ENEM 2017 - Desafios para a formação educacional de surdos no Brasil
Enviada em 15/11/2017
No século XVIII, durante o Iluminismo, a enciclopédia foi criada e amplamente disseminada na sociedade, baseada na ideia de que a educação e o conhecimento deveriam ser direitos de todos. Entretanto, séculos mais tarde, o Brasil ainda encontra dificuldades para assegurar acesso educacional aos deficientes, entre eles os auditivos, sobretudo pela falta de infraestrutura nas escolas e pouco conhecimento de Libras por grande parte da população.
Em primeira análise, é importante ponderar que uma das razões da persistente falta de estrutura física nas escolas é por conta da escassez de inovações tecnológicas que permitiriam a participação e a autonomia dos alunos surdos dentro da sala de aula. Há alguns anos, uma universidade nordestina criou um programa computacional que lia textos da internet em voz alta para que o conhecimento chegasse aos cegos. Porém, iniciativas como essa ainda são mínimas, em razão da falta de estímulo à inovação na área e pouco investimento financeiro.
Outro ponto preponderante é observar que, mesmo Libras sendo a segunda língua oficial do país, ela ainda é pouco difundida na população. Hoje, a língua de sinais é ensinada nas universidades públicas, sendo obrigatória nos cursos de licenciatura, no entanto, esse conhecimento fica preso no ensino acadêmico superior, não ocorrendo nas escolas de educação básica. Consequentemente, a inclusão de crianças e jovens surdos nas escolas é dificultada pela falta de comunicação entre os alunos, ocorrendo possíveis discriminações contra alunos os alunos surdos.

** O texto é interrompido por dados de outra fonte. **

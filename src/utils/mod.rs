//! Utility modules
//!
//! This module contains common utilities used throughout the crate,
//! including error handling, logging setup, input validation and helper functions.

pub mod errors;
pub mod helpers;
pub mod logging;
pub mod validation;

pub use errors::{AuthError, Result, TrackerError, ValidationError};
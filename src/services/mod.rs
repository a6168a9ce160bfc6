//! Services module
//!
//! This module contains business logic services

pub mod auth;
pub mod notification;
pub mod seed;
pub mod statistics;

// Re-export commonly used services
pub use auth::AuthService;
pub use notification::{LoggingNotifier, MessageTemplate, NotificationService, Notifier, OutboundEmail};
pub use seed::{SeedReport, SeedService};
pub use statistics::{ActivityReport, StatisticsService, StatisticsSummary, StudentReport};

use std::sync::Arc;

use crate::config::settings::Settings;
use crate::database::DatabaseService;

/// Service factory for creating and managing all services
#[derive(Debug, Clone)]
pub struct ServiceFactory {
    pub database: DatabaseService,
    pub statistics_service: StatisticsService,
    pub notification_service: NotificationService,
    pub seed_service: SeedService,
    settings: Settings,
}

impl ServiceFactory {
    /// Create a new ServiceFactory with all services initialized
    pub fn new(settings: Settings, database: DatabaseService, notifier: Arc<dyn Notifier>) -> Self {
        let statistics_service = StatisticsService::new(
            database.activities.clone(),
            database.students.clone(),
            database.participations.clone(),
        );
        let notification_service = NotificationService::new(notifier, settings.auth.reset_token_ttl_hours);
        let seed_service = SeedService::new(database.clone());

        Self {
            database,
            statistics_service,
            notification_service,
            seed_service,
            settings,
        }
    }

    /// A fresh authentication session with nobody logged in.
    ///
    /// Each logical session owns its own instance.
    pub fn auth_session(&self) -> AuthService {
        AuthService::new(
            self.database.users.clone(),
            self.notification_service.clone(),
            self.settings.auth.clone(),
        )
    }

    pub fn settings(&self) -> &Settings {
        &self.settings
    }
}
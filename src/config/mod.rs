//! Configuration management module
//!
//! This module handles loading and validation of application configuration
//! from TOML files and environment variables.

pub mod settings;
pub mod validation;

pub use settings::{AuthConfig, DatabaseConfig, DefaultAdminConfig, LoggingConfig, SeedConfig, Settings};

Portanto, tendo em vista as dificuldades enfrentadas para que haja a efetiva integração de deficientes auditivos à escola e, posteriormente, ao mercado de trabalho, deve haver atitudes do Ministério da Educação e das escolas. As instituições educacionais, visando a ideia de Paulo Freire de que todos os alunos devem ser inseridos no processo educacional considerando suas particularidades, devem promover o aprendizado de Libras a todos os alunos no ensino básico, a fim de que se melhore a comunicação entre alunos surdos e não surdos. Ademais, o Ministério da Educação deve investir recursos financeiros e estimular inovações tecnológicas que permitam uma maior facilidade desses alunos de vivência e aprendizagem no ambiente escolar.